--- START ---

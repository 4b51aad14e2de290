//! Resources: loadable, cacheable assets
//!
//! Every asset type implements [`Resource`] and is shared as a
//! [`ResourceHandle`]. The set of resource kinds is closed; [`AnyResource`]
//! carries a handle of any kind and typed access goes through
//! [`Resource::from_any`], so lookups never inspect types at runtime.

use std::path::{Path, PathBuf};
use std::sync::Arc;

use parking_lot::RwLock;
use serde::{Deserialize, Serialize};
use thiserror::Error;

use crate::io::StreamError;
use crate::rendering::{DeviceError, ShaderVariation};

mod animation;
mod audio_clip;
mod cache;
mod font;
mod image_importer;
mod manager;
mod material;
mod model;
mod texture;

pub use animation::{Animation, AnimationChannel, QuatKey, VectorKey};
pub use audio_clip::AudioClip;
pub use cache::ResourceCache;
pub use font::{Font, FontDescription, Glyph};
pub use image_importer::ImageImporter;
pub use manager::{Loadable, ResourceManager};
pub use material::{CullMode, Material, ShadingMode, TextureSlot, MATERIAL_EXTENSION};
pub use model::{Model, MODEL_EXTENSION};
pub use texture::{Texture, TextureKind, TEXTURE_EXTENSION};

/// Name given to resources and paths that were never assigned
pub const NOT_ASSIGNED: &str = "N/A";

/// Shared, lockable handle to a resource
pub type ResourceHandle<T> = Arc<RwLock<T>>;

/// Wrap a resource into a fresh handle
pub fn handle<T: Resource>(resource: T) -> ResourceHandle<T> {
    Arc::new(RwLock::new(resource))
}

/// Resource kinds, one cache group each
#[derive(Debug, Clone, Copy, PartialEq, Eq, PartialOrd, Ord, Hash, Serialize, Deserialize)]
pub enum ResourceKind {
    /// Image data
    Texture,
    /// Shared geometry plus materials
    Model,
    /// Surface description
    Material,
    /// Compiled shader variation
    Shader,
    /// Glyph atlas
    Font,
    /// Raw audio data
    AudioClip,
    /// Keyframe animation
    Animation,
}

/// Loading progress of a resource
#[derive(Debug, Clone, Copy, PartialEq, Eq, Default)]
pub enum LoadState {
    /// Never loaded
    #[default]
    Idle,
    /// Loading in progress
    Started,
    /// Loaded successfully
    Completed,
    /// Loading failed; the resource holds partial data
    Failed,
}

/// Data every resource carries
#[derive(Debug, Clone, PartialEq, Eq)]
pub struct ResourceHeader {
    /// Unique identifier
    pub id: u64,
    /// Name used for deduplication
    pub name: String,
    /// Where the resource is persisted, if anywhere
    pub file_path: Option<PathBuf>,
    /// Loading progress
    pub load_state: LoadState,
}

impl ResourceHeader {
    /// Create a header with an unassigned name and path
    pub fn new(id: u64) -> Self {
        Self {
            id,
            name: NOT_ASSIGNED.to_string(),
            file_path: None,
            load_state: LoadState::Idle,
        }
    }

    /// Set name and path
    #[must_use]
    pub fn with_name(mut self, name: impl Into<String>) -> Self {
        self.name = name.into();
        self
    }

    /// Set the file path
    #[must_use]
    pub fn with_path(mut self, path: impl Into<PathBuf>) -> Self {
        self.file_path = Some(path.into());
        self
    }

    /// Whether the path matches `path`
    pub fn has_path(&self, path: &Path) -> bool {
        self.file_path.as_deref() == Some(path)
    }
}

/// Resource errors
#[derive(Error, Debug)]
pub enum ResourceError {
    /// File system failure
    #[error("IO error: {0}")]
    Io(#[from] std::io::Error),
    /// Engine binary format failure
    #[error("Stream error: {0}")]
    Stream(#[from] StreamError),
    /// Text format failure
    #[error("Parse error: {0}")]
    Parse(String),
    /// Image decoding failure
    #[error("Image error: {0}")]
    Image(String),
    /// Extension or content not handled
    #[error("Unsupported format: {0}")]
    Unsupported(String),
    /// GPU resource creation failure
    #[error("Device error: {0}")]
    Device(#[from] DeviceError),
    /// Resource has no file path to save to
    #[error("Resource '{0}' has no file path")]
    NoPath(String),
}

/// A cacheable asset
pub trait Resource: Send + Sync + Sized + 'static {
    /// Cache group of this type
    const KIND: ResourceKind;

    /// Shared header
    fn header(&self) -> &ResourceHeader;

    /// Shared header, mutable
    fn header_mut(&mut self) -> &mut ResourceHeader;

    /// Estimated memory footprint in bytes
    fn memory_usage(&self) -> usize {
        0
    }

    /// Persist to `path` in the engine format
    fn save_to_file(&self, _path: &Path) -> Result<(), ResourceError> {
        Ok(())
    }

    /// Erase the type of a handle
    fn into_any(handle: ResourceHandle<Self>) -> AnyResource;

    /// Recover a typed handle, `None` when the kinds differ
    fn from_any(any: &AnyResource) -> Option<ResourceHandle<Self>>;

    /// Name of the resource
    fn name(&self) -> &str {
        &self.header().name
    }

    /// Identifier of the resource
    fn id(&self) -> u64 {
        self.header().id
    }

    /// Loading progress
    fn load_state(&self) -> LoadState {
        self.header().load_state
    }
}

macro_rules! any_resource {
    ($($variant:ident => $ty:ty),* $(,)?) => {
        /// A resource handle of any kind
        #[derive(Clone)]
        pub enum AnyResource {
            $(
                #[doc = concat!("A `", stringify!($ty), "` handle")]
                $variant(ResourceHandle<$ty>),
            )*
        }

        impl AnyResource {
            /// Kind of the wrapped resource
            pub const fn kind(&self) -> ResourceKind {
                match self {
                    $(Self::$variant(_) => ResourceKind::$variant,)*
                }
            }

            /// Copy of the wrapped resource's header
            pub fn header(&self) -> ResourceHeader {
                match self {
                    $(Self::$variant(h) => h.read().header().clone(),)*
                }
            }

            /// Estimated memory footprint of the wrapped resource
            pub fn memory_usage(&self) -> usize {
                match self {
                    $(Self::$variant(h) => h.read().memory_usage(),)*
                }
            }

            /// Persist the wrapped resource to its own file path
            pub fn save(&self) -> Result<(), ResourceError> {
                match self {
                    $(Self::$variant(h) => {
                        let resource = h.read();
                        let path = resource
                            .header()
                            .file_path
                            .clone()
                            .ok_or_else(|| ResourceError::NoPath(resource.name().to_string()))?;
                        resource.save_to_file(&path)
                    })*
                }
            }
        }

        $(
            impl From<ResourceHandle<$ty>> for AnyResource {
                fn from(handle: ResourceHandle<$ty>) -> Self {
                    Self::$variant(handle)
                }
            }
        )*
    };
}

any_resource! {
    Texture => Texture,
    Model => Model,
    Material => Material,
    Shader => ShaderVariation,
    Font => Font,
    AudioClip => AudioClip,
    Animation => Animation,
}

/// Implements the kind plumbing of [`Resource`] for a type
macro_rules! impl_resource_kind {
    ($variant:ident) => {
        const KIND: $crate::resource::ResourceKind = $crate::resource::ResourceKind::$variant;

        fn into_any(handle: $crate::resource::ResourceHandle<Self>) -> $crate::resource::AnyResource {
            $crate::resource::AnyResource::$variant(handle)
        }

        fn from_any(
            any: &$crate::resource::AnyResource,
        ) -> Option<$crate::resource::ResourceHandle<Self>> {
            match any {
                $crate::resource::AnyResource::$variant(handle) => Some(handle.clone()),
                _ => None,
            }
        }
    };
}
pub(crate) use impl_resource_kind;

/// File stem of `path`, used as the default resource name
pub fn name_from_path(path: &Path) -> String {
    path.file_stem()
        .and_then(|s| s.to_str())
        .map_or_else(|| NOT_ASSIGNED.to_string(), ToString::to_string)
}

--- END ---

Problem description:
Here the job is to set down exactly the lines of the material above that fall between the one with "#[derive(Debug, Clone, Copy, PartialEq, Eq, Default)]" and the one with "content not handled", inclusive, and nothing beyond them.

The completed task:
#[derive(Debug, Clone, Copy, PartialEq, Eq, Default)]
pub enum LoadState {
    /// Never loaded
    #[default]
    Idle,
    /// Loading in progress
    Started,
    /// Loaded successfully
    Completed,
    /// Loading failed; the resource holds partial data
    Failed,
}

/// Data every resource carries
#[derive(Debug, Clone, PartialEq, Eq)]
pub struct ResourceHeader {
    /// Unique identifier
    pub id: u64,
    /// Name used for deduplication
    pub name: String,
    /// Where the resource is persisted, if anywhere
    pub file_path: Option<PathBuf>,
    /// Loading progress
    pub load_state: LoadState,
}

impl ResourceHeader {
    /// Create a header with an unassigned name and path
    pub fn new(id: u64) -> Self {
        Self {
            id,
            name: NOT_ASSIGNED.to_string(),
            file_path: None,
            load_state: LoadState::Idle,
        }
    }

    /// Set name and path
    #[must_use]
    pub fn with_name(mut self, name: impl Into<String>) -> Self {
        self.name = name.into();
        self
    }

    /// Set the file path
    #[must_use]
    pub fn with_path(mut self, path: impl Into<PathBuf>) -> Self {
        self.file_path = Some(path.into());
        self
    }

    /// Whether the path matches `path`
    pub fn has_path(&self, path: &Path) -> bool {
        self.file_path.as_deref() == Some(path)
    }
}

/// Resource errors
#[derive(Error, Debug)]
pub enum ResourceError {
    /// File system failure
    #[error("IO error: {0}")]
    Io(#[from] std::io::Error),
    /// Engine binary format failure
    #[error("Stream error: {0}")]
    Stream(#[from] StreamError),
    /// Text format failure
    #[error("Parse error: {0}")]
    Parse(String),
    /// Image decoding failure
    #[error("Image error: {0}")]
    Image(String),
    /// Extension or content not handled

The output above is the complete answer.